(Stored entries)
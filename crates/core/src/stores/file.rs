//! YAML-file visit store.
//!
//! One visit document lives at `<visits_dir>/<s1>/<s2>/<visit_id>/visit.yaml`, sharded by
//! the first hex characters of the identifier to bound directory fan-out. Every write
//! replaces the whole file, which is what makes concurrent writers last-write-wins rather
//! than field-interleaved.

use crate::constants::VISIT_FILE_NAME;
use crate::store::{LockOutcome, StoredVisit, VisitStore};
use crate::{VisitError, VisitResult};
use checklist::{document_parse, document_render, ChecklistRecord, VisitDocument, VisitType};
use hvn_uuid::VisitId;
use std::fs;
use std::io::ErrorKind;
use std::path::PathBuf;

/// Visit store backed by sharded YAML files.
#[derive(Clone, Debug)]
pub struct FileVisitStore {
    visits_dir: PathBuf,
}

impl FileVisitStore {
    /// Creates a store rooted at `visits_dir`. The directory is created lazily on first
    /// write.
    pub fn new(visits_dir: impl Into<PathBuf>) -> Self {
        Self {
            visits_dir: visits_dir.into(),
        }
    }

    fn visit_dir(&self, visit_id: &VisitId) -> PathBuf {
        visit_id.sharded_dir(&self.visits_dir)
    }

    fn visit_file(&self, visit_id: &VisitId) -> PathBuf {
        self.visit_dir(visit_id).join(VISIT_FILE_NAME)
    }

    fn load(&self, visit_id: &VisitId) -> VisitResult<VisitDocument> {
        let path = self.visit_file(visit_id);
        let contents = match fs::read_to_string(&path) {
            Ok(contents) => contents,
            Err(e) if e.kind() == ErrorKind::NotFound => {
                return Err(VisitError::NotFound(visit_id.clone()));
            }
            Err(e) => return Err(VisitError::FileRead(e)),
        };

        Ok(document_parse(&contents)?)
    }

    fn persist(&self, visit_id: &VisitId, document: &VisitDocument) -> VisitResult<()> {
        let yaml = document_render(document)?;
        fs::write(self.visit_file(visit_id), yaml).map_err(VisitError::FileWrite)
    }
}

/// Allocates a unique sharded visit directory, retrying on pathological UUID collisions
/// (or pre-existing directories from external interference).
fn allocate_unique_visit_dir(store: &FileVisitStore) -> VisitResult<(VisitId, PathBuf)> {
    for _attempt in 0..5 {
        let visit_id = VisitId::new();
        let candidate = store.visit_dir(&visit_id);

        if candidate.exists() {
            continue;
        }

        if let Some(parent) = candidate.parent() {
            fs::create_dir_all(parent).map_err(VisitError::DirCreation)?;
        }

        match fs::create_dir(&candidate) {
            Ok(()) => return Ok((visit_id, candidate)),
            Err(e) if e.kind() == ErrorKind::AlreadyExists => continue,
            Err(e) => return Err(VisitError::DirCreation(e)),
        }
    }

    Err(VisitError::DirCreation(std::io::Error::new(
        ErrorKind::AlreadyExists,
        "failed to allocate a unique visit directory after 5 attempts",
    )))
}

impl VisitStore for FileVisitStore {
    fn create(&self, visit_type: VisitType) -> VisitResult<VisitId> {
        let (visit_id, visit_dir) = allocate_unique_visit_dir(self)?;

        let document = VisitDocument {
            visit_id: visit_id.to_string(),
            visit_type,
            locked: false,
            fields: ChecklistRecord::conform(visit_type, Vec::<(&str, &str)>::new()),
            rendered_note: None,
        };

        if let Err(e) = self.persist(&visit_id, &document) {
            // Avoid leaving a partially-created visit directory behind.
            let _ = fs::remove_dir_all(&visit_dir);
            return Err(e);
        }

        tracing::info!(%visit_id, %visit_type, "created visit");
        Ok(visit_id)
    }

    fn get(&self, visit_id: &VisitId) -> VisitResult<StoredVisit> {
        let document = self.load(visit_id)?;

        Ok(StoredVisit {
            visit_id: visit_id.clone(),
            visit_type: document.visit_type,
            fields: document.fields,
            locked: document.locked,
            rendered_note: document.rendered_note,
        })
    }

    fn set(&self, visit_id: &VisitId, fields: &ChecklistRecord) -> VisitResult<()> {
        let mut document = self.load(visit_id)?;
        if document.locked {
            return Err(VisitError::Locked(visit_id.clone()));
        }

        document.fields = ChecklistRecord::conform(document.visit_type, fields.iter());
        self.persist(visit_id, &document)
    }

    fn set_rendered_note(&self, visit_id: &VisitId, note: &str) -> VisitResult<()> {
        let mut document = self.load(visit_id)?;
        if document.locked {
            return Err(VisitError::Locked(visit_id.clone()));
        }

        document.rendered_note = Some(note.to_string());
        self.persist(visit_id, &document)
    }

    fn set_lock(&self, visit_id: &VisitId) -> VisitResult<LockOutcome> {
        let mut document = self.load(visit_id)?;
        if document.locked {
            return Ok(LockOutcome::AlreadyLocked);
        }

        document.locked = true;
        self.persist(visit_id, &document)?;
        tracing::info!(%visit_id, "visit locked");
        Ok(LockOutcome::NewlyLocked)
    }
}

#[cfg(test)]
mod tests {
    use super::*;
    use std::path::Path;
    use tempfile::tempdir;

    fn store_in(dir: &Path) -> FileVisitStore {
        FileVisitStore::new(dir.join("visits"))
    }

    fn record(pairs: Vec<(&str, &str)>) -> ChecklistRecord {
        ChecklistRecord::conform(VisitType::Soc, pairs)
    }

    #[test]
    fn create_then_get_returns_empty_declared_fields() {
        let dir = tempdir().expect("tempdir");
        let store = store_in(dir.path());

        let visit_id = store.create(VisitType::Soc).expect("create visit");
        let stored = store.get(&visit_id).expect("get visit");

        assert_eq!(stored.visit_type, VisitType::Soc);
        assert!(!stored.locked);
        assert!(stored.rendered_note.is_none());
        assert_eq!(stored.fields.value("insurance"), "");
        assert_eq!(stored.fields.value("goal_quote"), "");
    }

    #[test]
    fn visit_file_lands_in_sharded_directory() {
        let dir = tempdir().expect("tempdir");
        let store = store_in(dir.path());

        let visit_id = store.create(VisitType::Soc).expect("create visit");
        let expected = visit_id
            .sharded_dir(&dir.path().join("visits"))
            .join(VISIT_FILE_NAME);
        assert!(expected.is_file());
    }

    #[test]
    fn set_replaces_the_whole_record() {
        let dir = tempdir().expect("tempdir");
        let store = store_in(dir.path());
        let visit_id = store.create(VisitType::Soc).expect("create visit");

        store
            .set(
                &visit_id,
                &record(vec![("insurance", "Medicare A"), ("admit_date", "12/31/2024")]),
            )
            .expect("first save");
        store
            .set(&visit_id, &record(vec![("goal_quote", "ambulate 50ft")]))
            .expect("second save");

        let stored = store.get(&visit_id).expect("get visit");
        assert_eq!(stored.fields.value("goal_quote"), "ambulate 50ft");
        // Whole-record replace: the earlier value is gone, not merged.
        assert_eq!(stored.fields.value("insurance"), "");
    }

    #[test]
    fn date_values_are_stored_canonically() {
        let dir = tempdir().expect("tempdir");
        let store = store_in(dir.path());
        let visit_id = store.create(VisitType::Soc).expect("create visit");

        store
            .set(&visit_id, &record(vec![("admit_date", "12/31/2024")]))
            .expect("save");

        let stored = store.get(&visit_id).expect("get visit");
        assert_eq!(stored.fields.value("admit_date"), "2024-12-31");
    }

    #[test]
    fn get_unknown_visit_is_not_found() {
        let dir = tempdir().expect("tempdir");
        let store = store_in(dir.path());

        let missing = VisitId::new();
        assert!(matches!(
            store.get(&missing),
            Err(VisitError::NotFound(id)) if id == missing
        ));
    }

    #[test]
    fn locked_visit_refuses_every_subsequent_set() {
        let dir = tempdir().expect("tempdir");
        let store = store_in(dir.path());
        let visit_id = store.create(VisitType::Soc).expect("create visit");

        assert_eq!(
            store.set_lock(&visit_id).expect("lock"),
            LockOutcome::NewlyLocked
        );

        for _ in 0..3 {
            assert!(matches!(
                store.set(&visit_id, &record(vec![("insurance", "late edit")])),
                Err(VisitError::Locked(_))
            ));
        }
        assert!(matches!(
            store.set_rendered_note(&visit_id, "late note"),
            Err(VisitError::Locked(_))
        ));
    }

    #[test]
    fn set_lock_is_idempotent_and_preserves_content() {
        let dir = tempdir().expect("tempdir");
        let store = store_in(dir.path());
        let visit_id = store.create(VisitType::Soc).expect("create visit");

        store
            .set(&visit_id, &record(vec![("insurance", "Medicare A")]))
            .expect("save");
        store
            .set_rendered_note(&visit_id, "START OF CARE NOTE\n")
            .expect("note");

        assert_eq!(
            store.set_lock(&visit_id).expect("first lock"),
            LockOutcome::NewlyLocked
        );
        assert_eq!(
            store.set_lock(&visit_id).expect("second lock"),
            LockOutcome::AlreadyLocked
        );

        let stored = store.get(&visit_id).expect("get visit");
        assert!(stored.locked);
        assert_eq!(stored.fields.value("insurance"), "Medicare A");
        assert_eq!(stored.rendered_note.as_deref(), Some("START OF CARE NOTE\n"));
    }
}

> To do
Return, from the data above, each line in which the string "AlreadyLocked" appears.

> Response box
            return Ok(LockOutcome::AlreadyLocked);
            LockOutcome::AlreadyLocked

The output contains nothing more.